I'm preparing for an exam by looking at an old exam archive. I encountered this problem and am not sure how to proceed after showing that the distribution is integrable. I haven't learned about differential forms yet. Any hints would be wonderful. The problem is:
"Consider the distribution in $\mathbb{R}^3$ spanned by the two vector fields
$$V = \partial_x + 2xy \partial_z, \hspace{10mm} W = x \partial_x + \partial_y + (2x^2y + x^2 - 2y) \partial_z.$$
Show that this distribution is integrable and find an explicit formula for the integral submanifold passing through the point $(0,0,z_0)$."
To see that this distribution, call it $\Delta$, is integrable, we want to show that $[\Delta, \Delta] \subseteq \Delta$. We may check the Lie bracket on just the generating vector fields. In this case, there is only the one $[V,W] = \partial_x + (4xy + 2x)\partial_z-2xy\partial_z-2x\partial_z=\partial_x + 2xy\partial_z = V$. So it is integrable by Frobenius' Theorem.

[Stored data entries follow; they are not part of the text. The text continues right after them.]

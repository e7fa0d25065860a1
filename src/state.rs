//! Internal state of the decoding state machine.

/// What the decoder is currently waiting for.
#[derive(Debug, Clone, Copy, PartialEq, Eq)]
#[cfg_attr(feature = "defmt", derive(defmt::Format))]
pub enum Phase {
    /// Scanning raw bytes for the preamble.
    SeekingPreamble,
    /// Collecting the five unescaped header bytes.
    ReadingHeader,
    /// Collecting payload and CRC after an accepted header.
    ReadingBody,
}

/// Internal state for reading frames.
#[derive(Debug)]
#[cfg_attr(feature = "defmt", derive(defmt::Format))]
pub(crate) struct ReadState<'buf> {
    /// Index of the next free byte in the buffer.
    pub index: usize,
    /// The last stored byte is an escape marker that the next byte overwrites.
    pub unescaping: bool,
    /// The current phase.
    pub phase: Phase,
    /// The scratch buffer. Holds unescaped bytes outside of [`Phase::SeekingPreamble`].
    pub buffer: &'buf mut [u8],
}

impl<'buf> ReadState<'buf> {
    /// Creates a new [`ReadState`].
    #[inline]
    pub const fn new(buffer: &'buf mut [u8]) -> Self {
        Self {
            index: 0,
            unescaping: false,
            phase: Phase::SeekingPreamble,
            buffer,
        }
    }

    /// Starts a new sub-message in `phase` at the beginning of the buffer.
    #[inline]
    pub const fn enter(&mut self, phase: Phase) {
        self.phase = phase;
        self.index = 0;
        self.unescaping = false;
    }

    /// Drops everything and goes back to searching for the preamble.
    #[inline]
    pub const fn reset(&mut self) {
        self.enter(Phase::SeekingPreamble);
    }

    /// Appends `byte`. Returns `false` and leaves the buffer untouched if it is full.
    #[inline]
    pub fn push(&mut self, byte: u8) -> bool {
        match self.buffer.get_mut(self.index) {
            Some(slot) => {
                *slot = byte;
                self.index += 1;

                true
            }
            None => false,
        }
    }

    /// Returns the buffered bytes.
    #[inline]
    pub fn filled(&self) -> &[u8] {
        &self.buffer[..self.index]
    }

    #[inline]
    pub const fn capacity(&self) -> usize {
        self.buffer.len()
    }
}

Now, we want to find the integrable submanifold. I think this involves solving a PDE in the end and perhaps choosing nice coordinates so that the formula has the form $(x,y,f(x,y))$. I'm very weak in PDE's however; well, I haven't learned them at all. One idea is that perhaps we could consider $V' = V$ and $W' = W-xV=\partial_y +(x^2-2y)\partial_z$ instead. It seems slightly easier to work with.

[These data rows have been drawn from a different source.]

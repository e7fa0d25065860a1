//! # tinylink
//!
//! A lightweight framing protocol for unreliable, byte oriented serial links in `no_std`
//! environments.
//!
//! Frames carry 16-bit caller defined flags and a payload. They are delimited by a preamble,
//! byte-stuffed, and protected by a header checksum and a CRC32, so a receiver can join a
//! stream at any point and resynchronizes after noise or lost bytes. Decoding is a byte
//! driven state machine that works in a caller provided scratch buffer, nothing is
//! allocated.
//!
//! - [`TinyLink`] drives a blocking [`embedded_io`](https://docs.rs/embedded-io) transport.
//! - [`FramedLink`] drives an async [`embedded_io_async`](https://docs.rs/embedded-io-async)
//!   transport and offers [`Stream`](futures::Stream) and [`Sink`](futures::Sink) adapters.
//! - [`FrameEncoder`](encode::FrameEncoder) and [`FrameDecoder`](decode::FrameDecoder) are the
//!   transport independent codec underneath.
//!
//! It's recommended to use [`embedded_io_adapters`](https://docs.rs/embedded-io-adapters/0.6.1/embedded_io_adapters/)
//! for `std` or [`tokio`](https://docs.rs/tokio/latest/tokio/index.html) streams.
//!
//! See the demos for more information.
//!
//! ## Features
//!
//! - `log`: Enables logging using [`log`](https://docs.rs/log/latest/log/).
//! - `tracing`: Enables logging using [`tracing`](https://docs.rs/tracing/latest/tracing/).
//! - `defmt`: Enables logging using [`defmt`](https://docs.rs/defmt/latest/defmt/index.html)
//!   and implements [`defmt::Format`](https://docs.rs/defmt/latest/defmt/trait.Format.html) for structs and enums.
//! - `char-fmt` (default): Logs byte slices as printable ASCII with `\xNN` escapes.
//! - `pretty-hex-fmt`: Logs byte slices as space separated hex.

#![no_std]
#![deny(unsafe_code)]
#![deny(missing_debug_implementations)]
#![cfg_attr(docsrs, feature(doc_cfg))]

pub mod crc;
pub mod decode;
pub mod encode;
pub mod frame;
pub mod transport;

mod state;
pub use state::Phase;

mod error;
pub use encode::EncodeError;
pub use error::{ReadError, WriteError};

mod link;
pub use link::TinyLink;

mod framed;
pub use framed::FramedLink;

pub(crate) mod logging;

#[doc(hidden)]
pub mod mock;

#[cfg(test)]
mod tests;

#[cfg(test)]
extern crate std;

Differential forms are the way to go. You can check that this distribution is given by $\omega = 0$ for $\omega = dz - 2xy\,dx + (2y-x^2)\,dy$. Note that $d\omega = 0$ (not just $0$ mod $\omega$). Indeed, you can see that $\omega = df$ for $f(x,y,z) = z+y^2-x^2y$. You want the level surface of $f$ passing through $(0,0,z_0)$, which is the surface $z+y^2-x^2y = z_0$.